Action item: Reply with each record repeated exactly.

Saved data entries:
▽

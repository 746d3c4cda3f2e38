/// State management module
///
/// This module holds everything the gallery remembers, none of it tied to
/// the window:
/// - Project records and image sequence resolution (project.rs)
/// - The loaded project list (store.rs)
/// - Viewer position and cyclic navigation (viewer.rs)
/// - The grid and viewer overlay state machine (modals.rs)

pub mod modals;
pub mod project;
pub mod store;
pub mod viewer;
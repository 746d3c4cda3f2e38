/// The two overlay layers: the screenshot grid and the single-image viewer.
///
/// Each user event has its own dispatch method on `Modals`. A method updates
/// the layers and returns an `Effect` telling the page what it now has to
/// show or load. Nothing here touches the window, so the whole state
/// machine is testable on its own.
use super::project::{ImageSequence, Project};
use super::viewer::{Direction, ViewerState};

/// What the page must do after a transition
#[derive(Debug, Clone, PartialEq)]
pub enum Effect {
    /// Nothing changed
    None,
    /// The grid was rebuilt for this sequence
    ShowGrid(ImageSequence),
    /// The viewer now displays this reference
    ShowImage(String),
    /// One or more layers were hidden
    Dismissed,
}

/// Grid content for one project
#[derive(Debug, Clone, PartialEq)]
pub struct Grid {
    pub title: String,
    pub sequence: ImageSequence,
}

impl Grid {
    /// Label for the thumbnail at `index`
    pub fn label(&self, index: usize) -> String {
        Project::screenshot_label(&self.title, index)
    }
}

/// Collage of one project's screenshots.
///
/// The grid content survives a close, like a hidden overlay keeps its
/// children; the next `open` replaces it.
#[derive(Debug, Default)]
pub struct GalleryView {
    visible: bool,
    grid: Option<Grid>,
}

impl GalleryView {
    /// Open the grid for a project. A project without images is ignored.
    pub fn open(&mut self, project: &Project) -> Effect {
        let sequence = project.displayable_images();
        if sequence.is_empty() {
            tracing::debug!(title = %project.title, "Project has no images, gallery stays closed");
            return Effect::None;
        }

        self.grid = Some(Grid {
            title: project.title.clone(),
            sequence: sequence.clone(),
        });
        self.visible = true;
        Effect::ShowGrid(sequence)
    }

    pub fn close(&mut self) -> Effect {
        if !self.visible {
            return Effect::None;
        }
        self.visible = false;
        Effect::Dismissed
    }

    pub fn is_visible(&self) -> bool {
        self.visible
    }

    /// Grid content while visible
    pub fn grid(&self) -> Option<&Grid> {
        self.grid.as_ref().filter(|_| self.visible)
    }
}

/// Lightbox for one image at a time
#[derive(Debug, Default)]
pub struct ImageViewer {
    state: Option<ViewerState>,
    title: String,
}

impl ImageViewer {
    /// Show `sequence` starting at `start`
    pub fn open(&mut self, title: &str, sequence: ImageSequence, start: usize) -> Effect {
        let state = ViewerState::new(sequence, start);
        let effect = match state.current() {
            Some(reference) => Effect::ShowImage(reference.to_string()),
            None => Effect::None,
        };
        self.title = title.to_string();
        self.state = Some(state);
        effect
    }

    pub fn close(&mut self) -> Effect {
        match self.state.take() {
            Some(_) => Effect::Dismissed,
            None => Effect::None,
        }
    }

    /// Step through the sequence; ignored while hidden
    pub fn advance(&mut self, direction: Direction) -> Effect {
        let Some(state) = self.state.as_mut() else {
            return Effect::None;
        };
        state.advance(direction);
        match state.current() {
            Some(reference) => Effect::ShowImage(reference.to_string()),
            None => Effect::None,
        }
    }

    pub fn is_visible(&self) -> bool {
        self.state.is_some()
    }

    /// Current navigation state while visible
    pub fn state(&self) -> Option<&ViewerState> {
        self.state.as_ref()
    }

    /// Caption for the image being shown
    pub fn caption(&self) -> Option<String> {
        self.state
            .as_ref()
            .map(|state| Project::screenshot_label(&self.title, state.index()))
    }
}

/// Both layers together, with one dispatch method per event kind
#[derive(Debug, Default)]
pub struct Modals {
    gallery: GalleryView,
    viewer: ImageViewer,
}

impl Modals {
    pub fn new() -> Self {
        Self::default()
    }

    /// A card was clicked
    pub fn open_gallery(&mut self, project: &Project) -> Effect {
        self.gallery.open(project)
    }

    /// The grid's close control or background was clicked
    pub fn close_gallery(&mut self) -> Effect {
        self.gallery.close()
    }

    /// A grid thumbnail was clicked
    pub fn open_from_grid(&mut self, index: usize) -> Effect {
        let Some(grid) = self.gallery.grid() else {
            return Effect::None;
        };
        if index >= grid.sequence.len() {
            return Effect::None;
        }
        let (title, sequence) = (grid.title.clone(), grid.sequence.clone());
        self.open_viewer(&title, sequence, index)
    }

    /// Open the viewer on an arbitrary sequence, with or without the grid
    pub fn open_viewer(&mut self, title: &str, sequence: ImageSequence, start: usize) -> Effect {
        self.viewer.open(title, sequence, start)
    }

    /// The viewer's close control or background was clicked
    pub fn close_viewer(&mut self) -> Effect {
        self.viewer.close()
    }

    /// Previous/next control or arrow key
    pub fn navigate(&mut self, direction: Direction) -> Effect {
        self.viewer.advance(direction)
    }

    /// Escape hides both layers at once, whichever are open
    pub fn escape(&mut self) -> Effect {
        let gallery = self.gallery.close();
        let viewer = self.viewer.close();
        if gallery == Effect::Dismissed || viewer == Effect::Dismissed {
            Effect::Dismissed
        } else {
            Effect::None
        }
    }

    pub fn gallery(&self) -> &GalleryView {
        &self.gallery
    }

    pub fn viewer(&self) -> &ImageViewer {
        &self.viewer
    }
}
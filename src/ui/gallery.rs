/// Screenshot grid overlay
use iced::advanced;
use iced::widget::{button, column, container, horizontal_space, row, scrollable, text};
use iced::{Alignment, ContentFit, Element, Length, Pixels, Theme};
use iced_aw::Wrap;

use crate::source::assets::AssetCache;
use crate::state::modals::Grid;
use crate::Message;

const TILE_SIZE: f32 = 200.0;

pub fn view<'a>(grid: &'a Grid, assets: &'a AssetCache) -> Element<'a, Message> {
    let tiles = grid
        .sequence
        .iter()
        .enumerate()
        .map(|(index, reference)| {
            button(super::picture(
                assets.thumbnail(reference),
                assets.placeholder(reference, &grid.label(index)),
                Length::Fixed(TILE_SIZE),
                Length::Fixed(TILE_SIZE),
                ContentFit::Cover,
            ))
            .padding(0)
            .style(button::text)
            .on_press(Message::OpenImage(index))
            .into()
        })
        .collect();

    let header = row![
        text(&grid.title).size(24),
        horizontal_space(),
        button("×").on_press(Message::CloseGallery),
    ]
    .align_y(Alignment::Center);

    frame(
        column![
            header,
            scrollable(
                Wrap::with_elements(tiles)
                    .spacing(Pixels(8.0))
                    .line_spacing(Pixels(8.0))
            ),
        ]
        .spacing(16),
    )
}

pub fn frame<'a, Message, Renderer>(
    content: impl Into<Element<'a, Message, Theme, Renderer>>,
) -> Element<'a, Message, Theme, Renderer>
where
    Message: 'a,
    Renderer: advanced::Renderer + 'a,
{
    container(content)
        .padding(24)
        .max_width(960.0)
        .max_height(720.0)
        .style(container::rounded_box)
        .into()
}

△

Written reply:
repository 746d3c4cda3f2e38
/// State management module
///
/// This module holds everything the gallery remembers, none of it tied to
/// the window:
/// - Project records and image sequence resolution (project.rs)
/// - The loaded project list (store.rs)
/// - Viewer position and cyclic navigation (viewer.rs)
/// - The grid and viewer overlay state machine (modals.rs)

pub mod modals;
pub mod project;
pub mod store;
pub mod viewer;
repository 746d3c4cda3f2e38
/// The two overlay layers: the screenshot grid and the single-image viewer.
///
/// Each user event has its own dispatch method on `Modals`. A method updates
/// the layers and returns an `Effect` telling the page what it now has to
/// show or load. Nothing here touches the window, so the whole state
/// machine is testable on its own.
use super::project::{ImageSequence, Project};
use super::viewer::{Direction, ViewerState};

/// What the page must do after a transition
#[derive(Debug, Clone, PartialEq)]
pub enum Effect {
    /// Nothing changed
    None,
    /// The grid was rebuilt for this sequence
    ShowGrid(ImageSequence),
    /// The viewer now displays this reference
    ShowImage(String),
    /// One or more layers were hidden
    Dismissed,
}

/// Grid content for one project
#[derive(Debug, Clone, PartialEq)]
pub struct Grid {
    pub title: String,
    pub sequence: ImageSequence,
}

impl Grid {
    /// Label for the thumbnail at `index`
    pub fn label(&self, index: usize) -> String {
        Project::screenshot_label(&self.title, index)
    }
}

/// Collage of one project's screenshots.
///
/// The grid content survives a close, like a hidden overlay keeps its
/// children; the next `open` replaces it.
#[derive(Debug, Default)]
pub struct GalleryView {
    visible: bool,
    grid: Option<Grid>,
}

impl GalleryView {
    /// Open the grid for a project. A project without images is ignored.
    pub fn open(&mut self, project: &Project) -> Effect {
        let sequence = project.displayable_images();
        if sequence.is_empty() {
            tracing::debug!(title = %project.title, "Project has no images, gallery stays closed");
            return Effect::None;
        }

        self.grid = Some(Grid {
            title: project.title.clone(),
            sequence: sequence.clone(),
        });
        self.visible = true;
        Effect::ShowGrid(sequence)
    }

    pub fn close(&mut self) -> Effect {
        if !self.visible {
            return Effect::None;
        }
        self.visible = false;
        Effect::Dismissed
    }

    pub fn is_visible(&self) -> bool {
        self.visible
    }

    /// Grid content while visible
    pub fn grid(&self) -> Option<&Grid> {
        self.grid.as_ref().filter(|_| self.visible)
    }
}

/// Lightbox for one image at a time
#[derive(Debug, Default)]
pub struct ImageViewer {
    state: Option<ViewerState>,
    title: String,
}

impl ImageViewer {
    /// Show `sequence` starting at `start`
    pub fn open(&mut self, title: &str, sequence: ImageSequence, start: usize) -> Effect {
        let state = ViewerState::new(sequence, start);
        let effect = match state.current() {
            Some(reference) => Effect::ShowImage(reference.to_string()),
            None => Effect::None,
        };
        self.title = title.to_string();
        self.state = Some(state);
        effect
    }

    pub fn close(&mut self) -> Effect {
        match self.state.take() {
            Some(_) => Effect::Dismissed,
            None => Effect::None,
        }
    }

    /// Step through the sequence; ignored while hidden
    pub fn advance(&mut self, direction: Direction) -> Effect {
        let Some(state) = self.state.as_mut() else {
            return Effect::None;
        };
        state.advance(direction);
        match state.current() {
            Some(reference) => Effect::ShowImage(reference.to_string()),
            None => Effect::None,
        }
    }

    pub fn is_visible(&self) -> bool {
        self.state.is_some()
    }

    /// Current navigation state while visible
    pub fn state(&self) -> Option<&ViewerState> {
        self.state.as_ref()
    }

    /// Caption for the image being shown
    pub fn caption(&self) -> Option<String> {
        self.state
            .as_ref()
            .map(|state| Project::screenshot_label(&self.title, state.index()))
    }
}

/// Both layers together, with one dispatch method per event kind
#[derive(Debug, Default)]
pub struct Modals {
    gallery: GalleryView,
    viewer: ImageViewer,
}

impl Modals {
    pub fn new() -> Self {
        Self::default()
    }

    /// A card was clicked
    pub fn open_gallery(&mut self, project: &Project) -> Effect {
        self.gallery.open(project)
    }

    /// The grid's close control or background was clicked
    pub fn close_gallery(&mut self) -> Effect {
        self.gallery.close()
    }

    /// A grid thumbnail was clicked
    pub fn open_from_grid(&mut self, index: usize) -> Effect {
        let Some(grid) = self.gallery.grid() else {
            return Effect::None;
        };
        if index >= grid.sequence.len() {
            return Effect::None;
        }
        let (title, sequence) = (grid.title.clone(), grid.sequence.clone());
        self.open_viewer(&title, sequence, index)
    }

    /// Open the viewer on an arbitrary sequence, with or without the grid
    pub fn open_viewer(&mut self, title: &str, sequence: ImageSequence, start: usize) -> Effect {
        self.viewer.open(title, sequence, start)
    }

    /// The viewer's close control or background was clicked
    pub fn close_viewer(&mut self) -> Effect {
        self.viewer.close()
    }

    /// Previous/next control or arrow key
    pub fn navigate(&mut self, direction: Direction) -> Effect {
        self.viewer.advance(direction)
    }

    /// Escape hides both layers at once, whichever are open
    pub fn escape(&mut self) -> Effect {
        let gallery = self.gallery.close();
        let viewer = self.viewer.close();
        if gallery == Effect::Dismissed || viewer == Effect::Dismissed {
            Effect::Dismissed
        } else {
            Effect::None
        }
    }

    pub fn gallery(&self) -> &GalleryView {
        &self.gallery
    }

    pub fn viewer(&self) -> &ImageViewer {
        &self.viewer
    }
}
filename src/ui/gallery.rs
/// Screenshot grid overlay
use iced::advanced;
use iced::widget::{button, column, container, horizontal_space, row, scrollable, text};
use iced::{Alignment, ContentFit, Element, Length, Pixels, Theme};
use iced_aw::Wrap;

use crate::source::assets::AssetCache;
use crate::state::modals::Grid;
use crate::Message;

const TILE_SIZE: f32 = 200.0;

pub fn view<'a>(grid: &'a Grid, assets: &'a AssetCache) -> Element<'a, Message> {
    let tiles = grid
        .sequence
        .iter()
        .enumerate()
        .map(|(index, reference)| {
            button(super::picture(
                assets.thumbnail(reference),
                assets.placeholder(reference, &grid.label(index)),
                Length::Fixed(TILE_SIZE),
                Length::Fixed(TILE_SIZE),
                ContentFit::Cover,
            ))
            .padding(0)
            .style(button::text)
            .on_press(Message::OpenImage(index))
            .into()
        })
        .collect();

    let header = row![
        text(&grid.title).size(24),
        horizontal_space(),
        button("×").on_press(Message::CloseGallery),
    ]
    .align_y(Alignment::Center);

    frame(
        column![
            header,
            scrollable(
                Wrap::with_elements(tiles)
                    .spacing(Pixels(8.0))
                    .line_spacing(Pixels(8.0))
            ),
        ]
        .spacing(16),
    )
}

pub fn frame<'a, Message, Renderer>(
    content: impl Into<Element<'a, Message, Theme, Renderer>>,
) -> Element<'a, Message, Theme, Renderer>
where
    Message: 'a,
    Renderer: advanced::Renderer + 'a,
{
    container(content)
        .padding(24)
        .max_width(960.0)
        .max_height(720.0)
        .style(container::rounded_box)
        .into()
}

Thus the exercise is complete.